С реализацией особых проблем не было, если не считать таковыми удивительную жадность русских купцов, но, найдя подходящего, барон успокоился. Им оказался Степан, нашедший самым простым способом выход на так интересующего его человека. Для барона стало открытием (и откровением), что находящиеся «в рабстве» туземцы могут вести дела на уровне приличных буржуа, но лучшего искать было невыгодно. Степан, или Стефан, как стал звать его Геккерн на польский манер, брал всё оптом и платил как за розницу.
Вот и сегодня он без торга назвал достойную цену, забирая очередную партию товаров «для личного пользования» посла. Состояла она, как обычно, из дорогих тканей, посуды и прочих ценных в России вещей. Хрустальные, фарфоровые, серебряные сервизы, канделябры и художественная бронза, сотни портсигаров от лучших мастеров Германии, живопись фламандских художников, лучшее вино ящиками, десятки часов, порою — даже статуэтки, по сто и по двести «штук» тканей — дипломатическая почта работала на износ.

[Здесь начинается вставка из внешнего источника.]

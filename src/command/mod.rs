//! Command dispatch
//!
//! Commands are `@name` or `@name||arg|key=value||` sites in source text.
//! Each name maps to a [`CommandHandler`] registered in a [`CommandRegistry`];
//! adding a command means registering a handler.

mod builtin;
mod figure;
mod table;

use std::collections::BTreeMap;
use std::path::PathBuf;
use std::str::FromStr;
use std::sync::Arc;

use thiserror::Error;

use crate::expand::RenderContext;
use crate::expr::{EvaluatedPlot, ExpressionError};
use crate::parser::{split_arguments, Argument};

pub use builtin::{DateCommand, DumpCommand, RefCommand, TableLabelCommand};
pub use figure::FigureCommand;
pub use table::{TableBodyCommand, TableCaptionCommand, TableCommand, TableOptions};

/// Errors raised by command handlers
#[derive(Debug, Error)]
pub enum CommandError {
    #[error("table not found: {name}")]
    TableNotFound { name: String },

    #[error("plot not found: {name}")]
    PlotNotFound { name: String },

    /// Neither a table nor a plot
    #[error("nothing named '{name}' to reference")]
    NotFound { name: String },

    #[error("'{command}' needs a {argument} argument")]
    MissingArgument {
        command: String,
        argument: &'static str,
    },

    #[error("invalid value '{value}' for '{argument}' of '{command}': {reason}")]
    InvalidArgument {
        command: String,
        argument: String,
        value: String,
        reason: String,
    },

    #[error(transparent)]
    Expression(#[from] ExpressionError),
}

impl CommandError {
    pub fn invalid_argument(
        command: &str,
        argument: &str,
        value: &str,
        reason: impl Into<String>,
    ) -> Self {
        Self::InvalidArgument {
            command: command.to_string(),
            argument: argument.to_string(),
            value: value.to_string(),
            reason: reason.into(),
        }
    }
}

/// Parsed inline arguments of a command site
#[derive(Debug, Clone, Default, PartialEq)]
pub struct CommandArgs {
    raw: Option<String>,
    entries: Vec<Argument>,
}

impl CommandArgs {
    pub fn parse(raw: Option<&str>) -> Self {
        Self {
            raw: raw.map(str::to_string),
            entries: raw.map(split_arguments).unwrap_or_default(),
        }
    }

    /// Argument text exactly as written between the delimiters
    pub fn raw(&self) -> Option<&str> {
        self.raw.as_deref()
    }

    pub fn entries(&self) -> &[Argument] {
        &self.entries
    }

    pub fn is_empty(&self) -> bool {
        self.entries.is_empty()
    }

    /// The `index`-th positional argument
    pub fn positional(&self, index: usize) -> Option<&str> {
        self.entries
            .iter()
            .filter(|a| a.key.is_none())
            .nth(index)
            .map(|a| a.value.as_str())
    }

    pub fn keyword(&self, key: &str) -> Option<&str> {
        self.entries
            .iter()
            .find(|a| a.key.as_deref() == Some(key))
            .map(|a| a.value.as_str())
    }

    /// Object name: first positional argument or `name=`
    pub fn name(&self, command: &str) -> Result<&str, CommandError> {
        self.positional(0)
            .or_else(|| self.keyword("name"))
            .ok_or_else(|| CommandError::MissingArgument {
                command: command.to_string(),
                argument: "name",
            })
    }

    /// Boolean option: `key=true|false|1|0|yes|no`, or the bare word `key`
    pub fn flag(&self, command: &str, key: &str) -> Result<bool, CommandError> {
        match self.keyword(key) {
            Some(value) => match value.to_ascii_lowercase().as_str() {
                "true" | "1" | "yes" => Ok(true),
                "false" | "0" | "no" => Ok(false),
                _ => Err(CommandError::invalid_argument(
                    command,
                    key,
                    value,
                    "expected true or false",
                )),
            },
            None => Ok(self
                .entries
                .iter()
                .skip(1)
                .any(|a| a.key.is_none() && a.value == key)),
        }
    }

    /// Typed keyword option
    pub fn parsed<T>(&self, command: &str, key: &str) -> Result<Option<T>, CommandError>
    where
        T: FromStr,
        T::Err: std::fmt::Display,
    {
        self.keyword(key)
            .map(|value| {
                value
                    .parse::<T>()
                    .map_err(|e| CommandError::invalid_argument(command, key, value, e.to_string()))
            })
            .transpose()
    }
}

/// A plot to hand to the figure backend once the render succeeds
#[derive(Debug, Clone, PartialEq)]
pub struct FigureRequest {
    pub plot: EvaluatedPlot,
    /// Path as referenced from the rendered text
    pub path: PathBuf,
}

#[derive(Debug, Clone, PartialEq)]
pub enum SideEffect {
    Figure(FigureRequest),
}

/// Replacement text for a command site plus any side effects
#[derive(Debug, Clone, Default, PartialEq)]
pub struct CommandOutput {
    pub text: String,
    pub effects: Vec<SideEffect>,
}

impl CommandOutput {
    pub fn text(text: impl Into<String>) -> Self {
        Self {
            text: text.into(),
            effects: Vec::new(),
        }
    }

    pub fn with_effect(mut self, effect: SideEffect) -> Self {
        self.effects.push(effect);
        self
    }
}

/// A named operation invoked with `@name`
pub trait CommandHandler: Send + Sync {
    fn handle(&self, args: &CommandArgs, ctx: &RenderContext<'_>) -> Result<CommandOutput, CommandError>;

    /// One-line summary for `@labgen_dump`
    fn summary(&self) -> &'static str {
        ""
    }
}

/// Command name to handler table
#[derive(Default, Clone)]
pub struct CommandRegistry {
    handlers: BTreeMap<String, Arc<dyn CommandHandler>>,
}

impl std::fmt::Debug for CommandRegistry {
    fn fmt(&self, f: &mut std::fmt::Formatter<'_>) -> std::fmt::Result {
        f.debug_struct("CommandRegistry")
            .field("commands", &self.names())
            .finish()
    }
}

impl CommandRegistry {
    /// An empty registry
    pub fn new() -> Self {
        Self::default()
    }

    /// A registry with every built-in command
    pub fn with_builtins() -> Self {
        let mut registry = Self::new();
        registry.register("date", DateCommand);
        registry.register("labgen_dump", DumpCommand);
        registry.register("ref", RefCommand);
        registry.register("table", TableCommand);
        registry.register("table_body", TableBodyCommand);
        registry.register("table_caption", TableCaptionCommand);
        registry.register("table_label", TableLabelCommand);
        registry.register("fig", FigureCommand);
        registry.alias("plo", "fig");
        registry.alias("plot", "fig");
        registry
    }

    /// Register a handler, replacing any previous one with the same name
    pub fn register(&mut self, name: impl Into<String>, handler: impl CommandHandler + 'static) {
        self.handlers.insert(name.into(), Arc::new(handler));
    }

    /// Make `alias` dispatch to the handler registered as `target`
    pub fn alias(&mut self, alias: impl Into<String>, target: &str) -> bool {
        match self.handlers.get(target).cloned() {
            Some(handler) => {
                self.handlers.insert(alias.into(), handler);
                true
            }
            None => false,
        }
    }

    pub fn get(&self, name: &str) -> Option<&dyn CommandHandler> {
        self.handlers.get(name).map(|h| h.as_ref())
    }

    pub fn contains(&self, name: &str) -> bool {
        self.handlers.contains_key(name)
    }

    /// Command names in sorted order
    pub fn names(&self) -> Vec<&str> {
        self.handlers.keys().map(|k| k.as_str()).collect()
    }

    pub fn iter(&self) -> impl Iterator<Item = (&str, &dyn CommandHandler)> {
        self.handlers.iter().map(|(k, h)| (k.as_str(), h.as_ref()))
    }
}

На что тратил деньги «чрезвычайный посланник и полномочный министр», при этом никто не знал. Непонятным было то, что внешний образ жизни представителя Оранской династии ничуть не менялся, по-прежнему являя собой образец экономной скромности. В ведомстве его друга Нессельроде мнения — из тех, на которые имелось право, — разделились. Один дипломат считал, что благородный барон лишь стремится составить себе состояние — с целью подкрепить благородство происхождения благородством золота. Другой, и это был сам Нессельроде, — что вырученные в обход таможни деньги используются на взятки секретарям прочих посольств, чтобы подкрепить уровень официального положения уровнем неофициальных знаний. При этом оба были уверены, что часть средств — и немалая — уходит по особой графе личного пользования бездетного и неженатого барона, но из деликатности не упоминали её вовсе. Слух, что барон был «зелёным», как величали в то время ревнителей мужской красоты, оставался в положении слуха и не вызывал ничего, кроме улыбок снисхождения к человеческим слабостям.